I have seen banks of machines left on in rooms where there are sprinkler
systems – so if one machine catches fire, a whole lot of them get a bath!
Second, if machines are left on after hours and a thunderstorm occurs, they
are vulnerable. And you can have all the electrical protection that money can
buy and it won’t mean a thing if the electrical supply outside the building gets
a direct hit. There is only one sure way to protect a computer against lightning
strikes and that is to disconnect it from the mains supply.
Third, computers use a lot of electricity if they are left on permanently. In
our office at SILICON CHIP there are 11 computers and they are only switched on
during the day. Only the server is left on permanently, to do after-hours backup.
And if a thunderstorm is likely to hit overnight, we switch the server off too.
Just think about the power consumption of 11 computers left on permanently.
A typical computer with its monitor will consume around 200 watts or more.
Leaving 11 of them on permanently would be equivalent to running a 2.2kW
radiator all the time.
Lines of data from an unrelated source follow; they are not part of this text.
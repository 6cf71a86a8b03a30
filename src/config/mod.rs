//! Configuration management subsystem.
//!
//! # Data Flow
//! ```text
//! config file (TOML)
//!     → loader.rs (parse & deserialize)
//!     → validation.rs (semantic checks)
//!     → ProxyConfig (validated, immutable)
//!     → shared via Arc to all subsystems
//! ```
//!
//! # Design Decisions
//! - Config is immutable once loaded; changes require a restart
//! - All fields have defaults to allow minimal configs
//! - Validation separates syntactic (serde) from semantic checks

pub mod loader;
pub mod schema;
pub mod validation;

pub use loader::{load_config, parse_config, ConfigError};
pub use schema::{OriginConfig, ProxyConfig, RouteConfig};
pub use validation::{validate_config, ValidationError};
Now if we left such a radiator on in the office all the year
round, you would say we were insane! You’d be right.
The cost of running all our computers for 24 hours a day instead of about 10
hours a day, at 10 cents a kilowatt-hour, is over $1100 for one year. That is not
allowing for the extra power we would use for air-conditioning and yet some
organisations run hundreds of computers all the time. Sure the dollar cost may
not be huge relative to their overall expenses but it probably also reflects their
generally slack approach to cost control.
One of the arguments commonly raised in favour of running computers continuously is that because they run at the same temperature all the time (not being
cycled on and off), they are more reliable. Nonsense. A CRT in a video monitor
has a typical brightness “half-life” of about 10,000 to 15,000 hours. 10,000 hours
is not much more than a year. In effect, leaving a monitor on permanently (with
or without screen-saver) reduces its life by a factor of about three. Hard disk
drives also have a finite life – why shorten the time to their ultimate failure?
Even if the cost of replacing a failed computer is regarded as small, the time
and cost of getting a computer back in use with all its software loaded can be
very considerable. Most organisations do not take that into account when they
take out insurance.
No, whether you have one computer or a hundred, it does not make sense to
run them all the time unless they are being used all the time. Switch them off
and pull the plug out of the wall socket. And if you must run computers all the
time, at least switch off the monitors.